外伝~アリア視点~

 ……何という男だろう。


 目の前でフレイムベアーを倒したタツマを見つめる。


 突然現れて、瀕死だった私を助けてくれて……。


 見ず知らずにも関わらず、こうして危険な魔獣を倒してくれた。


 無論本人も言っていたが、無償というわけではない。


 だが、それだとしても感謝しかない。


 私は誓った……出来るだけ彼の力になると。


「今日はお疲れ様でした」


「いや、こちらこそ心配をかけたな」


 食事が終わり、タツマ殿が自分のテントに帰った後、カレンと二人でテントでくつろぐ。

 ついでに、今日のことについて話をする。


「ほんとですよ、囮になるのは私達の役目だというのに。貴女は自分の立場がわかってるんですか?」


「うっ……すまない」


 この隊の中……というか、あの都市において私の地位は高い。

 実際の権力は無いに等しいが、それだけの立場だけはある。

 なにせ、このセレナーデ国のだ。


「無事だからよかったですが、反省してください。しかし、良き御仁に助けてもらいましたね。確認しますが……何もされてないのですね?」


「う、うむ、確認した……って何を言わせるのだっ!」


「いえ、大事なことですから。

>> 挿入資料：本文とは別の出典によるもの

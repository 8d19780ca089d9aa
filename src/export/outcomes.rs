use super::OutcomeRecord;
use crate::pipeline::StatusSink;
use crate::validation::ArtifactOutcome;
use anyhow::{Context, Result};
use chrono::Utc;
use std::fs::{File, OpenOptions};
use std::io::{BufRead, BufReader, BufWriter, Write};
use std::path::Path;

/// Appends one JSON object per outcome.
pub struct JsonLinesSink<W: Write> {
    writer: W,
    written: usize,
}

impl JsonLinesSink<BufWriter<File>> {
    pub fn append(path: &Path) -> Result<Self> {
        let file = OpenOptions::new()
            .create(true)
            .append(true)
            .open(path)
            .with_context(|| format!("Failed to open outcome log {}", path.display()))?;
        Ok(Self::new(BufWriter::new(file)))
    }
}

impl<W: Write> JsonLinesSink<W> {
    pub fn new(writer: W) -> Self {
        Self { writer, written: 0 }
    }

    pub fn written(&self) -> usize {
        self.written
    }

    pub fn into_inner(mut self) -> Result<W> {
        self.writer.flush()?;
        Ok(self.writer)
    }
}

impl<W: Write> StatusSink for JsonLinesSink<W> {
    fn record(&mut self, outcome: &ArtifactOutcome) -> Result<()> {
        let record = OutcomeRecord::from_outcome(outcome, Utc::now());
        serde_json::to_writer(&mut self.writer, &record).context("Failed to serialize outcome")?;
        writeln!(self.writer).context("Failed to write outcome")?;
        self.writer.flush()?;
        self.written += 1;
        Ok(())
    }
}

pub fn read_outcomes(path: &Path) -> Result<Vec<OutcomeRecord>> {
    let file = File::open(path).with_context(|| format!("Failed to open outcome log {}", path.display()))?;
    BufReader::new(file)
        .lines()
        .enumerate()
        .filter(|(_, line)| line.as_ref().map_or(true, |l| !l.trim().is_empty()))
        .map(|(idx, line)| {
            let line = line?;
            serde_json::from_str(&line).with_context(|| format!("Invalid outcome on line {}", idx + 1))
        })
        .collect()
}
pub mod logging;
pub(crate) mod progress_bar_builder;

まあ、貰ってくれた方がもしかしら良かったのかもしれないですけど……行き遅れですし」


「行き遅れいうなっ! ……ぐぬぬ……」


 確かに二十五歳なので、周りはとうに結婚して子供がいる。

 世間的には行き遅れという部類には違いない。

……別に憧れがないわけじゃないのだが。


「そしたら、あの煩い連中も黙りますし」


「それは……うむ、そうかもしれない」


「もちろん、冗談ですよ? 貴女が辛い目にあうのは嫌ですから」


「それくらいはわかってる。しかし、まさか手を出されないとは思ってなかった」


 王都では、貴族は王女という私を欲して言い寄ってくるし。

 こっちにきたら、冒険者や官僚が言い寄ってくる。

 はぁ……どうやら自分の身体と容姿は、男達に人気があるらしい。


「それには同感ですね。貴女は、時には女性すらも魅了する容姿ですから」


「勘弁してくれ……おかげで、うかうか風呂にも入ってられん」


「ふふ、すみません。とにかく、紳士な殿方ということは確かですね。あの状況で手を出さないのはすごいかと。無論、打算があったとしても」


「異世界人か……まさか、この目で見る日が来るとは」


 なにせ、百年に一度現れるかどうかという存在だ。

 エルフ族やドワーフ族はともかく、人族は生きてる間に出会うのは難しい。

しかも、世界のどこに現れるかもわからない。


「ほんとですね。まあ、色々と納得ではありますが。フレイムベアーを倒したことも、何も知らなそうなところも。何より、フェンリルの幼体を連れてますから」


「やはり、アレはそうなのか?」


「獣人である私が見たので間違いないかと。未踏の地であるアストラル氷山……その覇者の血を引いてます。ただし、まだまだ幼体なので危険性はないでしょう。噂とは違って、あの通り人懐っこい性格ですし」


 伝承では、獰猛で人に懐くことなどないと書いてあった。

 しかし、ハクを見る限り……そうとは思わない。

 所詮、伝承など眉唾物なのかもしれない。


「うむ、それは思った。というより……ふつうに可愛い」


「あらら、相変わらず可愛いものが好きですね?」


「ほっといてくれ……どうせ似合わないのはわかってるさ」


「それを良いと言ってくれる殿方がいるといいですね? 案外、タツマ殿かもしれないですし。多分、見られた責任を取ってくださいといえば行けそうです」


「な、なっ——」


「ふふ、冗談ですよ。それじゃあ、寝ましょうか」


 そうして、明かりを消した。


 私は動揺を抑え込み、毛布をかぶる。


 確かにタツマ殿は良い男だ……って、何を考えているんだか。


 そもそも私は、そういうのを考えることを許されていない。


 私に自由などない……それを手に入れるには、もっと強くならねば。